While the effect of sugar on cancer was being explored in scattered studies, the so-called ketogenic diet, which consists of high fat, moderate protein and low carbohydrate, was also being promoted. It isn’t sugars that are feeding the tumor, the logic runs. It’s insulin — the hormone that is released when glucose enters the blood. By reducing carbohydrates and thus keeping a strong curb on insulin, the keto diet would decrease the insulin exposure of tumor cells, and so restrict tumor growth. Yet the search for “ketogenic diet, randomized study and cancer” in the National Library of Medicine database returned a mere 11 articles. Not one of them reported an effect on a patient’s survival, or relapse.

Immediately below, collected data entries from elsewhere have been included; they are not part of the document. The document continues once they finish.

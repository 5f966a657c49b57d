//! pavement-synth - generate a labeled IMU pavement dataset
//!
//! # Usage
//! ```bash
//! pavement-synth --preset baseline --seed 42
//! pavement-synth --preset composite --output - --format jsonl | head
//! ```

use anyhow::{Context, Result};
use clap::Parser;
use std::path::PathBuf;
use tracing::info;

use pavement_synth::config::SynthConfig;
use pavement_synth::dataset::{
    self, BatchAssembler, DatasetSummary, OutputFormat, OutputTarget, Preset, SilentProgress,
};

// ============================================================================
// CLI Arguments
// ============================================================================

#[derive(Parser, Debug)]
#[command(name = "pavement-synth")]
#[command(about = "Synthetic 6-axis IMU pavement dataset generator")]
#[command(version)]
struct Args {
    /// Config file (default: $PAVEMENT_SYNTH_CONFIG, then ./synth_config.toml)
    #[arg(short, long)]
    config: Option<PathBuf>,

    /// Dataset recipe
    #[arg(short, long, value_enum)]
    preset: Option<Preset>,

    /// Run seed for reproducible output
    #[arg(long, env = "PAVEMENT_SYNTH_SEED")]
    seed: Option<u64>,

    /// Output file, `-` for stdout
    #[arg(short, long)]
    output: Option<PathBuf>,

    /// Output format
    #[arg(short, long, value_enum)]
    format: Option<OutputFormat>,

    /// Print the effective config as TOML and exit
    #[arg(long)]
    print_config: bool,

    /// Only log warnings and errors
    #[arg(short, long)]
    quiet: bool,

    /// Emit logs as JSON lines on stderr
    #[arg(long)]
    log_json: bool,
}

impl Args {
    /// CLI flags win over file values
    fn apply_overrides(&self, config: &mut SynthConfig) {
        if let Some(preset) = self.preset {
            config.dataset.preset = preset;
        }
        if let Some(seed) = self.seed {
            config.dataset.seed = Some(seed);
        }
        if let Some(output) = &self.output {
            config.output.path = Some(output.clone());
        }
        if let Some(format) = self.format {
            config.output.format = format;
        }
    }
}

// ============================================================================
// Logging
// ============================================================================

/// Logs always go to stderr so `--output -` keeps stdout clean.
fn init_logging(args: &Args) {
    let default_level = if args.quiet { "warn" } else { "info" };
    let filter = tracing_subscriber::EnvFilter::try_from_default_env()
        .unwrap_or_else(|_| tracing_subscriber::EnvFilter::new(default_level));

    let builder = tracing_subscriber::fmt()
        .with_env_filter(filter)
        .with_target(false)
        .with_writer(std::io::stderr);

    if args.log_json {
        builder.json().init();
    } else {
        builder.init();
    }
}

// ============================================================================
// Main Entry Point
// ============================================================================

fn main() -> Result<()> {
    let args = Args::parse();

    init_logging(&args);

    let mut config = match &args.config {
        Some(path) => SynthConfig::load_from_file(path)
            .with_context(|| format!("Failed to load config from {}", path.display()))?,
        None => SynthConfig::load(),
    };
    args.apply_overrides(&mut config);
    config.validate().context("Invalid configuration")?;

    if args.print_config {
        print!("{}", config.to_toml()?);
        return Ok(());
    }

    let plan = config.dataset.preset.plan();
    info!(
        preset = %config.dataset.preset,
        samples = plan.total_samples(),
        points_per_sample = config.waveform.n_points(),
        sample_rate_hz = config.waveform.sample_rate_hz,
        "Starting pavement dataset generation"
    );

    let mut assembler = BatchAssembler::new(config.waveform).seed(config.dataset.seed);
    if args.quiet {
        assembler = assembler.progress(SilentProgress);
    }
    let dataset = assembler.run(&plan).context("Dataset generation failed")?;

    let target = OutputTarget::from_path(&config.output_path());
    dataset::export(&dataset, &target, config.output.format)
        .with_context(|| format!("Failed to write dataset to {target}"))?;

    DatasetSummary::from_dataset(&dataset).log();
    info!(seed = dataset.seed(), "Rerun with --seed {} to reproduce", dataset.seed());

    Ok(())
}
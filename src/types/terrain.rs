//! Terrain classes, their severity ranking, and the generator kinds built on them

use serde::{Deserialize, Serialize};
use std::str::FromStr;

// ============================================================================
// Terrain Class (label)
// ============================================================================

/// Pavement condition used as the training label.
///
/// Variant order is the severity ranking: `Smooth < Irregular < Pothole`.
/// Composite signals are labeled with their most severe constituent.
#[derive(Debug, Clone, Copy, Serialize, Deserialize, PartialEq, Eq, Hash, PartialOrd, Ord)]
pub enum TerrainClass {
    /// Flat paved road, sensor noise only
    #[serde(rename = "liso")]
    Smooth,
    /// Rough or unpaved surface with continuous vibration
    #[serde(rename = "irregular")]
    Irregular,
    /// Single pothole strike
    #[serde(rename = "buraco")]
    Pothole,
}

impl TerrainClass {
    pub const ALL: [TerrainClass; 3] = [
        TerrainClass::Smooth,
        TerrainClass::Irregular,
        TerrainClass::Pothole,
    ];

    /// Label string written to the dataset
    pub const fn label(self) -> &'static str {
        match self {
            TerrainClass::Smooth => "liso",
            TerrainClass::Irregular => "irregular",
            TerrainClass::Pothole => "buraco",
        }
    }
}

impl std::fmt::Display for TerrainClass {
    fn fmt(&self, f: &mut std::fmt::Formatter<'_>) -> std::fmt::Result {
        write!(f, "{}", self.label())
    }
}

impl FromStr for TerrainClass {
    type Err = String;

    fn from_str(s: &str) -> Result<Self, Self::Err> {
        TerrainClass::ALL
            .into_iter()
            .find(|c| c.label() == s)
            .ok_or_else(|| format!("unknown terrain class '{s}'"))
    }
}

// ============================================================================
// Generator Kind
// ============================================================================

/// The five signal types the dataset is built from.
#[derive(Debug, Clone, Copy, Serialize, Deserialize, PartialEq, Eq, Hash)]
pub enum GeneratorKind {
    #[serde(rename = "liso")]
    Smooth,
    #[serde(rename = "irregular")]
    Irregular,
    /// Pothole impulse on a smooth carrier
    #[serde(rename = "buraco")]
    Pothole,
    /// Pothole impulse on an irregular carrier
    #[serde(rename = "buraco_em_irregular")]
    PotholeInIrregular,
    /// First half smooth, second half irregular
    #[serde(rename = "transicao_liso_irregular")]
    SmoothToIrregular,
}

impl GeneratorKind {
    pub const ALL: [GeneratorKind; 5] = [
        GeneratorKind::Smooth,
        GeneratorKind::Irregular,
        GeneratorKind::Pothole,
        GeneratorKind::PotholeInIrregular,
        GeneratorKind::SmoothToIrregular,
    ];

    /// Type name as used in dataset plans and logs
    pub const fn name(self) -> &'static str {
        match self {
            GeneratorKind::Smooth => "liso",
            GeneratorKind::Irregular => "irregular",
            GeneratorKind::Pothole => "buraco",
            GeneratorKind::PotholeInIrregular => "buraco_em_irregular",
            GeneratorKind::SmoothToIrregular => "transicao_liso_irregular",
        }
    }

    /// Terrain classes present in the generated signal
    pub const fn constituents(self) -> &'static [TerrainClass] {
        match self {
            GeneratorKind::Smooth => &[TerrainClass::Smooth],
            GeneratorKind::Irregular => &[TerrainClass::Irregular],
            GeneratorKind::Pothole => &[TerrainClass::Smooth, TerrainClass::Pothole],
            GeneratorKind::PotholeInIrregular => &[TerrainClass::Irregular, TerrainClass::Pothole],
            GeneratorKind::SmoothToIrregular => &[TerrainClass::Smooth, TerrainClass::Irregular],
        }
    }

    /// Label for every sample of this kind: the most severe constituent.
    pub fn label(self) -> TerrainClass {
        self.constituents()
            .iter()
            .copied()
            .max()
            .unwrap_or(TerrainClass::Smooth)
    }

    /// True for kinds that combine two generator outputs
    pub const fn is_composite(self) -> bool {
        matches!(
            self,
            GeneratorKind::PotholeInIrregular | GeneratorKind::SmoothToIrregular
        )
    }
}

impl std::fmt::Display for GeneratorKind {
    fn fmt(&self, f: &mut std::fmt::Formatter<'_>) -> std::fmt::Result {
        write!(f, "{}", self.name())
    }
}

impl FromStr for GeneratorKind {
    type Err = String;

    fn from_str(s: &str) -> Result<Self, Self::Err> {
        GeneratorKind::ALL
            .into_iter()
            .find(|k| k.name() == s)
            .ok_or_else(|| format!("unknown generator kind '{s}'"))
    }
}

But what if diet, rather than acting alone, collaborates with a drug to produce an effect on a tumor? In the winter of 2016, I had dinner with Lewis Cantley, director of the Meyer Cancer Center at Weill Cornell Medicine. Decades ago, Cantley discovered an enzyme named PI3 kinase, which regulates the growth and survival of cells in the presence of nutrients. By inhibiting this enzyme using novel drugs, researchers had hoped to target the signals used by tumor cells to grow, thus “starving” the cancer. But the drugs designed thus far were only marginally effective. Why, we wondered over salmon teriyaki in a nondescript Upper East Side joint, might blocking such a central hub of growth activity have had only a modest effect on tumor growth?

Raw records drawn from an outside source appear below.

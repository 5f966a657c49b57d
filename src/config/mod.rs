//! Synthesis Configuration Module
//!
//! Waveform constants, dataset preset and output target, loaded from TOML.
//!
//! ## Loading Order
//!
//! 1. `PAVEMENT_SYNTH_CONFIG` environment variable (path to TOML file)
//! 2. `synth_config.toml` in the current working directory
//! 3. Built-in defaults (the fixed reference constants)
//!
//! The loaded value is passed explicitly to the generators; there is no
//! process-wide config state.

mod synth_config;
pub mod defaults;
pub mod validation;

pub use synth_config::*;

The trials gave us a crucial, obvious clue that we had missed: Many patients had become diabetic, a phenomenon seen as a side effect of the drug that had been ignored. Perhaps the drug wasn’t just providing a “starvationlike” signal only to the tumor cells, we speculated. As most drugs do, the molecule circulated through the entire body of the patient and also acted on the liver, which sensed the same starvationlike signal and, as a reflexive response, sent glucose soaring into the blood. The glucose, in turn, most likely incited insulin release in the pancreas. And some patients treated with the medicine returned to the clinic with sky-high levels of glucose and insulin — in essence, in the throes of drug-induced diabetes.

Cantley wondered whether the additional insulin was reactivating the signals within the tumor cells that had been shut off by the PI3 kinase inhibitor, and so allowing the cells to survive — in effect, undoing all the good being done by the drug. On a paper napkin borrowed from the waiter, he drew out a scheme to outwit this vicious cycle. What if we cut off all extra insulin released, by putting patients on a low-carb, ketogenic diet while on the drug? It would be a novel kind of trial — one in which diet itself would become a drug, or a co-drug, with the PI3 kinase inhibitors.

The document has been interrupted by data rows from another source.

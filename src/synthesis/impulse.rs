//! Pothole impulse: a correlated 6-axis Gaussian-envelope burst on a zero carrier
//!
//! The impulse is built on its own so it can be superimposed on any carrier
//! signal (smooth or irregular) with `Signal::superimpose`.

use rand::Rng;

use super::SynthesisError;
use crate::config::WaveformParams;
use crate::types::{Channel, Signal, TimeAxis, CHANNEL_COUNT};

/// Contribution of the impact to one channel
#[derive(Debug, Clone, Copy, PartialEq)]
pub struct ImpactSpike {
    pub channel: Channel,
    /// Peak value, sign gives direction
    pub amplitude: f64,
    /// Delay after the main impact (seconds)
    pub lag_s: f64,
}

/// Shape of a pothole strike across all six channels.
#[derive(Debug, Clone, PartialEq)]
pub struct ImpactProfile {
    pub spikes: [ImpactSpike; CHANNEL_COUNT],
    /// Envelope σ for acceleration channels (seconds)
    pub acc_sigma_s: f64,
    /// Envelope σ for gyro channels (seconds), wider than the linear jolt
    pub gyro_sigma_s: f64,
    /// Impact time is drawn from this fraction range of the window
    pub impact_window: (f64, f64),
}

/// Mechanical lag of the lateral / roll response behind the vertical hit
const LATERAL_LAG_S: f64 = 0.005;

impl Default for ImpactProfile {
    fn default() -> Self {
        let spike = |channel, amplitude, lag_s| ImpactSpike {
            channel,
            amplitude,
            lag_s,
        };
        Self {
            spikes: [
                // Vertical jolt, largest linear response
                spike(Channel::AccZ, 3.5, 0.0),
                // Forward deceleration
                spike(Channel::AccX, -2.0, 0.0),
                // Lateral sway
                spike(Channel::AccY, 1.5, LATERAL_LAG_S),
                // Pitch
                spike(Channel::GyroX, 450.0, 0.0),
                // Roll
                spike(Channel::GyroY, -300.0, LATERAL_LAG_S),
                // Yaw
                spike(Channel::GyroZ, 100.0, 0.0),
            ],
            acc_sigma_s: 0.022,
            gyro_sigma_s: 0.025,
            impact_window: (0.3, 0.7),
        }
    }
}

impl ImpactProfile {
    fn sigma_for(&self, channel: Channel) -> f64 {
        if channel.is_gyro() {
            self.gyro_sigma_s
        } else {
            self.acc_sigma_s
        }
    }

    /// Earliest and latest impact time for a window of `duration_s`
    pub fn impact_bounds(&self, duration_s: f64) -> (f64, f64) {
        (
            duration_s * self.impact_window.0,
            duration_s * self.impact_window.1,
        )
    }
}

fn gaussian_envelope(t: f64, center: f64, sigma: f64) -> f64 {
    (-(t - center).powi(2) / (2.0 * sigma * sigma)).exp()
}

/// Deterministic impulse centered at `impact_s`.
pub fn pothole_impulse_at(time: &TimeAxis, impact_s: f64) -> Signal {
    let profile = ImpactProfile::default();
    let mut signal = Signal::zeros(time.len());

    for spike in &profile.spikes {
        let sigma = profile.sigma_for(spike.channel);
        let center = impact_s + spike.lag_s;
        let idx = spike.channel.index();
        for (row, &t) in signal.rows_mut().iter_mut().zip(time.values()) {
            row[idx] += spike.amplitude * gaussian_envelope(t, center, sigma);
        }
    }

    signal
}

/// Impulse at a uniformly drawn time in the middle 40% of the window.
pub fn pothole_impulse<R: Rng + ?Sized>(
    params: &WaveformParams,
    time: &TimeAxis,
    rng: &mut R,
) -> Result<Signal, SynthesisError> {
    let (lo, hi) = ImpactProfile::default().impact_bounds(params.window_duration_s);
    if !(lo < hi) {
        return Err(SynthesisError::InvalidWindow(params.window_duration_s));
    }
    let impact_s = rng.gen_range(lo..hi);
    Ok(pothole_impulse_at(time, impact_s))
}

Between 2016 and 2018, postdoctoral researchers in Cantley’s laboratory and mine established that this strategy worked on several mouse cancers, and on human cancers implanted into mice. By 2019, working with clinicians at Columbia, Cornell and Memorial Sloan Kettering, we hope to begin a study in humans with lymphomas, endometrial cancer and breast cancer, to use ketogenic diets in concert with the PI3 kinase inhibitors. (In the meantime, a host of other studies have also demonstrated that other diets could potently modulate the effects of targeted therapies on cancers in mouse models.)

But the experiments on mice also warned us of an important pitfall of such an approach. While the “drug plus diet” model worked on experimental mouse and human cancers, the ketogenic diet had a limited effect by itself. For some cancers in the mouse models, the keto diet alone kept the tumor growth at bay. But for others, like some leukemias implanted into mice, the diet alone accelerated the cancer, while the drug-plus-diet approach slowed it down.

We published this data in the scientific journal Nature early this year. I sent out a tweet with the results, emphasizing that the human trial was about to be started, and that the keto diet alone might have a negative effect on some tumors — in essence, a “folks, don’t try this at home” message. The response over social media was unexpected — brisk, vicious, angry, suspicious and, at times, funny. “Keto is pure hype,” one responder wrote. Another countered: “Who is supporting you? Big Kale?”